Now is the traveler unaware of himself, and of aught besides himself. He seeth neither ignorance nor knowledge, neither doubt nor certitude; he knoweth not the morn of guidance from the night of error.

He fleeth both from unbelief and faith, and deadly poison is a balm to him. Wherefore Attár [Farídu'd-Dín Attár (ca. 1150-1230 A.D.), the great Persian Súfí poet.] saith:

For the infidel, error--for the faithful, faith;
For Attár's heart, an atom of Thy pain.

The steed of this Valley is pain; and if there be no pain this journey will never end. In this station the lover hath no thought save the Beloved, and seeketh no refuge save the Friend.

At every moment he offereth a hundred lives in the path of the Loved One, at every step he throweth a thousand heads at the feet of the Beloved.

O My Brother! Until thou enter the Egypt of love, thou shalt never come to the Joseph of the Beauty of the Friend;

and until, like Jacob, thou forsake thine outward eyes, thou shalt never open the eye of thine inward being; and until thou burn with the fire of love, thou shalt never commune with the Lover of Longing.

A lover feareth nothing and no harm can come nigh him: Thou seest him chill in the fire and dry in the sea.

A lover is he who is chill in hell fire;
A knower is he who is dry in the sea. [Persian
mystic poem.]

Love accepteth no existence and wisheth no life: He seeth life in death, and in shame seeketh glory.

To merit the madness of love, man must abound in sanity; to merit the bonds of the
Friend, he must be full of spirit.

Blessed the neck that is caught in His noose, happy the head that falleth on the dust in the pathway of His love. Wherefore, O friend, give up thy self that thou mayest find the Peerless One, pass by this mortal earth that thou mayest seek a home in the nest of heaven.

Be as naught, if thou wouldst kindle the fire of being and be fit for the pathway of love.

Love seizeth not upon a living soul,
The falcon preyeth not on a dead mouse.
[Persian mystic poem. Cf. The Hidden Words, No. 7, Arabic.] 

Love setteth a world aflame at every turn, and he wasteth every land where he carrieth his banner.

Being hath no existence in his kingdom; the wise wield no command within his realm.

The leviathan of love swalloweth the master of reason and destroyeth the lord of knowledge.

He drinketh the seven seas, but his heart's thirst is still unquenched, and he
saith, "Is there yet any more?" [Qur'án 50:29.]

He shunneth himself and draweth away from all on earth.

Love's a stranger to earth and heaven too;
In him are lunacies seventy-and-two.
[Jalálu'd-Dín Rúmí (1207-1273 A.D.);

The Mathnaví. Jalálu'd-Dín, called
Mawláná< / NOBR> ("our Master"), is the greatest of all Persian Súfí poets, and founder of the Mawlaví "whirling"dervish order.]

He hath bound a myriad victims in his fetters, wounded a myriad wise men with his arrow.

Know that every redness in the world is from his anger, and every paleness in men's
cheeks is from his poison.

He yieldeth no remedy but death, he walketh not save in the valley of the shadow; yet sweeter than honey is his venom on the lover's lips,

and fairer his destruction in the seeker's eyes than a hundred thousand lives.

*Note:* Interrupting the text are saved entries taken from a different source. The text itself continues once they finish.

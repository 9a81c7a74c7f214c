// ==========================================
// 导入流程集成测试
// ==========================================
// 测试目标: CSV 文件 → 规范化 → 记录仓（经 DashboardApi）
// ==========================================


use route_evolution::api::{ApiError, ViewQuery};
use route_evolution::domain::{Region, NOT_STARTED_LABEL};
use route_evolution::importer::{ColumnRole, DeliveryImporter, DeliveryImporterImpl, ImportError};
use route_evolution::logging;
use std::path::Path;
use tempfile::tempdir;
use test_helpers::{approx_eq, create_test_app, write_csv, write_raw};

#[tokio::test]
async fn test_import_csv_accepts_and_excludes_rows() {
    logging::init_test();
    let dir = tempdir().unwrap();
    let path = write_csv(
        &dir,
        "rotas.csv",
        &[
            "Ana,SP-123,08:00,100,80,",
            "Bruno,RJ-77,,50,50,Em rota",
            "Caio,RJ-78,09:10,20,5,Cancelada",
            "Davi,MG-01,07:00,10,10,",
        ],
    );

    let (_db, state) = create_test_app();
    let report = state.dashboard_api.import_file(&path).await.unwrap();

    assert_eq!(report.source, "rotas.csv");
    assert_eq!(report.total_rows, 4);
    assert_eq!(report.imported, 2);
    assert_eq!(report.excluded_cancelled, 1);
    assert_eq!(report.excluded_no_region, 1);

    let rows = state
        .dashboard_api
        .list_records(&ViewQuery::default())
        .await
        .unwrap();
    assert_eq!(rows.len(), 2);

    let ana = &rows[0].record;
    assert_eq!(ana.region, Region::SP);
    assert_eq!(ana.pending_count, 20);
    assert!(approx_eq(ana.delivery_percent, 80.0));
    assert!(approx_eq(ana.route_percent, 80.0));
    assert_eq!(ana.route, "1");
    assert_eq!(rows[0].failure_count, 0);

    let bruno = &rows[1].record;
    assert_eq!(bruno.start_label, NOT_STARTED_LABEL);
    assert_eq!(bruno.start_timestamp, None);
}

#[tokio::test]
async fn test_import_xlsx_fixture() {
    let path = Path::new(env!("CARGO_MANIFEST_DIR")).join("tests/fixtures/rotas_dia.xlsx");

    let (_db, state) = create_test_app();
    let report = state.dashboard_api.import_file(&path).await.unwrap();

    assert_eq!(report.source, "rotas_dia.xlsx");
    assert_eq!(report.total_rows, 4);
    assert_eq!(report.imported, 2);
    assert_eq!(report.excluded_cancelled, 1);
    assert_eq!(report.excluded_no_region, 1);
    assert!(report.missing_columns.is_empty());

    let rows = state
        .dashboard_api
        .list_records(&ViewQuery::default())
        .await
        .unwrap();
    assert_eq!(rows.len(), 2);

    let ana = &rows[0].record;
    assert_eq!(ana.driver, "Ana");
    assert_eq!(ana.region, Region::SP);
    assert_eq!(ana.start_label, "08:00");
    assert_eq!(ana.ordered_count, 100);
    assert_eq!(ana.delivered_count, 80);
    assert_eq!(ana.pending_count, 20);
    assert!(approx_eq(ana.delivery_percent, 80.0));
    assert!(approx_eq(ana.route_percent, 80.0));

    let beto = &rows[1].record;
    assert_eq!(beto.region, Region::RJ);
    assert_eq!(beto.start_label, NOT_STARTED_LABEL);

    // 第二个工作表的行不导入
    assert!(state.dashboard_api.drivers("").unwrap().iter().all(|d| d != "Zeca"));
}

#[tokio::test]
async fn test_cancelled_only_file_leaves_count_unchanged() {
    let dir = tempdir().unwrap();
    let first = write_csv(&dir, "a.csv", &["Ana,SP-1,,10,10,"]);
    let cancelled = write_csv(&dir, "b.csv", &["Beto,RJ-1,,10,10,Cancelada"]);

    let (_db, state) = create_test_app();
    state.dashboard_api.import_file(&first).await.unwrap();
    let report = state.dashboard_api.import_file(&cancelled).await.unwrap();

    assert_eq!(report.imported, 0);
    assert_eq!(state.dashboard_api.record_count().unwrap(), 1);
}

#[tokio::test]
async fn test_repeated_import_appends_without_dedup() {
    let dir = tempdir().unwrap();
    let path = write_csv(&dir, "dia.csv", &["Ana,SP-1,,10,8,", "Bia,RJ-2,,5,5,"]);

    let (_db, state) = create_test_app();
    state.dashboard_api.import_file(&path).await.unwrap();
    state.dashboard_api.import_file(&path).await.unwrap();

    assert_eq!(state.dashboard_api.record_count().unwrap(), 4);
    let summaries = state.dashboard_api.summaries().unwrap();
    assert_eq!(summaries.sp.total_orders, 20);
    assert_eq!(summaries.rj.delivered, 10);
    assert_eq!(summaries.all.total_orders, 30);
}

#[tokio::test]
async fn test_headers_matched_by_text_not_position() {
    let dir = tempdir().unwrap();
    let path = write_raw(
        dir.path(),
        "reordenado.csv",
        "  SITUAÇÃO ;Serviços - Realizado;Coluna Extra;veículo;AGENTE;Serviços - Previsto\n\
         ;30;x;RJ-9;Carla;40\n",
    );

    let outcome = DeliveryImporterImpl::new().import_file(&path).await.unwrap();

    assert_eq!(outcome.records.len(), 1);
    let r = &outcome.records[0];
    assert_eq!(r.driver, "Carla");
    assert_eq!(r.region, Region::RJ);
    assert_eq!(r.ordered_count, 40);
    assert_eq!(r.delivered_count, 30);
    assert_eq!(outcome.report.missing_columns, vec![ColumnRole::StartTime]);
}

#[tokio::test]
async fn test_missing_columns_read_as_empty() {
    let dir = tempdir().unwrap();
    let path = write_raw(dir.path(), "parcial.csv", "Agente,Veículo\nAna,SP-1\nBeto,XX-2\n");

    let outcome = DeliveryImporterImpl::new().import_file(&path).await.unwrap();

    assert_eq!(outcome.records.len(), 1);
    assert_eq!(outcome.records[0].ordered_count, 0);
    assert_eq!(outcome.records[0].delivery_percent, 0.0);
    assert_eq!(outcome.report.excluded_no_region, 1);
    assert_eq!(outcome.report.missing_columns.len(), 4);
}

#[tokio::test]
async fn test_import_files_isolates_failures() {
    let dir = tempdir().unwrap();
    let good = write_csv(&dir, "ok.csv", &["Ana,SP-1,,10,10,"]);
    let missing = dir.path().join("nao_existe.csv");
    let unsupported = write_raw(dir.path(), "notas.txt", "qualquer");

    let (_db, state) = create_test_app();
    let results = state
        .dashboard_api
        .import_files(&[good, missing, unsupported])
        .await;

    assert_eq!(results.len(), 3);
    assert!(results[0].is_ok());
    assert!(matches!(results[1], Err(ApiError::NotFound(_))));
    assert!(matches!(results[2], Err(ApiError::InvalidInput(_))));
    assert_eq!(state.dashboard_api.record_count().unwrap(), 1);
}

#[tokio::test]
async fn test_garbage_workbook_is_reported() {
    let dir = tempdir().unwrap();
    let path = write_raw(dir.path(), "quebrado.xlsx", "not a zip archive");

    let result = DeliveryImporterImpl::new().import_file(&path).await;
    assert!(matches!(result, Err(ImportError::ExcelParseError(_))));
}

Wherefore must the veils of the satanic self be burned away at the fire of love, that the spirit may be purified and cleansed and thus may know the station of the Lord of the Worlds.

Kindle the fire of love and burn away all things,
Then set thy foot into the land of the lovers.
[From an ode by Bahá'u'lláh.]

And if, confirmed by the Creator, the lover escapes from the claws of the eagle of love, he will enter


and come out of doubt into certitude, and turn from the darkness of illusion to the guiding light of the fear of God.

His inner eyes will open and he will privily converse with his Beloved; he will set ajar the gate of truth and piety, and shut the doors of vain imaginings.

He in this station is content with the decree of God, and seeth war as peace, and findeth in death the secrets of everlasting life.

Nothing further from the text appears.